## How to complete this task
Copy every line of the records below that holds the word "FrameBuffer".

## Data records
____

//! Desktop simulator for the altimeter screen.
//!
//! Renders the altimeter page in an SDL2 window via
//! `embedded-graphics-simulator`, fed by a simulated barometer so the sensor
//! lifecycle and the color transitions can be exercised without a phone.
//!
//! # Key bindings
//!
//! | Key    | Action                                        |
//! |--------|-----------------------------------------------|
//! | Space  | Hide / show the screen (unsubscribe / resubscribe) |
//! | Q, Esc | Quit                                          |
//!
//! # Environment
//!
//! Read from the process environment, or from a `.env` file in the working
//! directory:
//!
//! | Variable                  | Values                          | Default |
//! |---------------------------|---------------------------------|---------|
//! | `ALTIMETER_SAMPLING_RATE` | `normal`, `ui`, `game`, `fastest` | `ui`    |
//! | `ALTIMETER_SCALE`         | 1 - 8                           | 2       |
//! | `ALTIMETER_PROFILE`       | `climb` or a pressure in hPa    | `climb` |
//! | `ALTIMETER_NO_SENSOR`     | `1` / `true` to hide the sensor | unset   |

mod barometer;

use std::time::{Duration, Instant};

use embedded_graphics::pixelcolor::Rgb565;
use embedded_graphics::prelude::*;
use embedded_graphics_simulator::{
    OutputSettingsBuilder, SimulatorDisplay, SimulatorEvent, Window, sdl2::Keycode,
};
use log::{error, info, warn};

use altimeter_core::config::Config;
use altimeter_core::framebuffer::FrameBuffer;
use altimeter_core::pages::{AltimeterPage, Page, screen_bounds};
use altimeter_core::sensors::{ReadingChannel, SensorReadingSource};
use altimeter_core::ui::{DISPLAY_HEIGHT_PX, DISPLAY_WIDTH_PX};

use barometer::{PressureProfile, SimulatedBarometer};

/// Target frame duration (~30 FPS).
const FRAME_DURATION: Duration = Duration::from_millis(33);

/// Channel between the simulated barometer and the screen's subscription
static READINGS: ReadingChannel = ReadingChannel::new();

/// Settings that only exist on the simulator
struct SimulatorSettings {
    config: Config,
    profile: PressureProfile,
    sensor_present: bool,
}

/// Build the configuration from the environment, falling back to defaults
/// for anything missing or invalid.
fn load_settings() -> SimulatorSettings {
    let mut config = Config::default();

    if let Ok(value) = std::env::var("ALTIMETER_SAMPLING_RATE") {
        match value.parse() {
            Ok(rate) => config.sensor.sampling_rate = rate,
            Err(e) => warn!("ALTIMETER_SAMPLING_RATE={:?}: {}", value, e),
        }
    }

    if let Ok(value) = std::env::var("ALTIMETER_SCALE") {
        match value.trim().parse::<u32>() {
            Ok(scale) => {
                if let Err(e) = config.display.set_scale(scale) {
                    warn!("ALTIMETER_SCALE={}: {}", scale, e);
                }
            }
            Err(e) => warn!("ALTIMETER_SCALE={:?}: {}", value, e),
        }
    }

    let profile = match std::env::var("ALTIMETER_PROFILE") {
        Ok(value) => PressureProfile::parse(&value).unwrap_or_else(|| {
            warn!("ALTIMETER_PROFILE={:?}: expected `climb` or hPa", value);
            PressureProfile::Climb
        }),
        Err(_) => PressureProfile::Climb,
    };

    let sensor_present = !std::env::var("ALTIMETER_NO_SENSOR")
        .map(|value| matches!(value.trim(), "1" | "true" | "yes"))
        .unwrap_or(false);

    SimulatorSettings {
        config,
        profile,
        sensor_present,
    }
}

/// Why a screen loop ended
enum ScreenExit {
    /// Space pressed: hide a visible screen or show a hidden one
    Toggle,
    Quit,
}

/// Window-side state shared by the visible and hidden loops
struct Host {
    frame: FrameBuffer,
    display: SimulatorDisplay<Rgb565>,
    window: Window,
}

impl Host {
    fn present(&mut self) {
        if let Err(e) = self.frame.flush(&mut self.display) {
            error!("Flush error: {:?}", e);
        }
        self.window.update(&self.display);
    }

    /// Poll window events, mapping them to a screen exit if any.
    fn poll(&mut self) -> Option<ScreenExit> {
        for event in self.window.events() {
            match event {
                SimulatorEvent::Quit => return Some(ScreenExit::Quit),
                SimulatorEvent::KeyDown { keycode, .. } => match keycode {
                    Keycode::Q | Keycode::Escape => return Some(ScreenExit::Quit),
                    Keycode::Space => return Some(ScreenExit::Toggle),
                    _ => {}
                },
                _ => {}
            }
        }
        None
    }
}

/// Sleep for the remainder of the frame and return the frame's length.
fn pace(frame_start: Instant) -> Duration {
    let elapsed = frame_start.elapsed();
    if elapsed < FRAME_DURATION {
        std::thread::sleep(FRAME_DURATION - elapsed);
    }
    frame_start.elapsed()
}

/// Show the altimeter page for one subscription.
///
/// The subscription is opened on entry and released when this function
/// returns, however the loop ends.
fn run_visible(
    source: &mut SensorReadingSource<'static, SimulatedBarometer<'static>>,
    page: &mut Box<AltimeterPage>,
    host: &mut Host,
) -> ScreenExit {
    let mut subscription = source.start();
    page.attach(&subscription);
    info!(
        "Screen visible (sensor {})",
        if subscription.sensor_available() {
            "present"
        } else {
            "absent"
        }
    );

    let mut dt = Duration::ZERO;
    let exit = loop {
        let frame_start = Instant::now();

        if let Some(exit) = host.poll() {
            break exit;
        }

        subscription.platform_mut().tick(dt);
        page.pump(&mut subscription);
        Page::update(&mut *page);

        if Page::is_dirty(&*page) {
            if let Err(e) = Page::draw_page(&mut *page, &mut host.frame) {
                error!("Draw error: {:?}", e);
            }
            Page::mark_clean(&mut *page);
        }
        host.present();

        dt = pace(frame_start);
    };

    Page::on_deactivate(&mut *page);
    subscription.stop();
    info!("Screen hidden");
    exit
}

/// Blank screen while the altimeter is not visible.
///
/// The simulated sensor keeps its clock running but delivers nothing.
fn run_hidden(
    source: &mut SensorReadingSource<'static, SimulatedBarometer<'static>>,
    host: &mut Host,
) -> ScreenExit {
    if let Err(e) = host.frame.clear(Rgb565::BLACK) {
        error!("Clear error: {:?}", e);
    }

    let mut dt = Duration::ZERO;
    loop {
        let frame_start = Instant::now();

        if let Some(exit) = host.poll() {
            return exit;
        }

        source.platform_mut().tick(dt);
        host.present();
        dt = pace(frame_start);
    }
}

fn main() {
    // Load `.env` first so it can also set RUST_LOG
    let dotenv_path = dotenvy::dotenv().ok();
    env_logger::init();
    info!("Starting altimeter simulator");
    if let Some(path) = dotenv_path {
        info!("Loaded environment from {}", path.display());
    }

    let settings = load_settings();
    let config = settings.config;
    info!(
        "Display: {}×{} (scale {}×), sampling rate: {}, profile: {:?}, sensor present: {}",
        DISPLAY_WIDTH_PX,
        DISPLAY_HEIGHT_PX,
        config.display.scale,
        config.sensor.sampling_rate.label(),
        settings.profile,
        settings.sensor_present
    );
    info!("Keys: Space=Hide/Show  Q=Quit");

    let size = screen_bounds().size;
    let output_settings = OutputSettingsBuilder::new()
        .scale(config.display.scale)
        .build();

    let mut host = Host {
        frame: FrameBuffer::new(size),
        display: SimulatorDisplay::<Rgb565>::new(size),
        window: Window::new("Altimeter Simulator", &output_settings),
    };

    // The SDL window is lazily initialized on the first `update()` call.
    // We must call `update()` once before `events()` or it will panic.
    host.window.update(&host.display);

    let barometer = SimulatedBarometer::new(settings.profile, settings.sensor_present);
    let mut source = SensorReadingSource::new(barometer, &READINGS, config.sensor.sampling_rate);
    let mut page = Box::new(AltimeterPage::new(screen_bounds()));

    loop {
        if let ScreenExit::Quit = run_visible(&mut source, &mut page, &mut host) {
            break;
        }
        if let ScreenExit::Quit = run_hidden(&mut source, &mut host) {
            break;
        }
    }

    info!("Simulator exiting");
}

____

## Result for this task
use altimeter_core::framebuffer::FrameBuffer;
    frame: FrameBuffer,
        frame: FrameBuffer::new(size),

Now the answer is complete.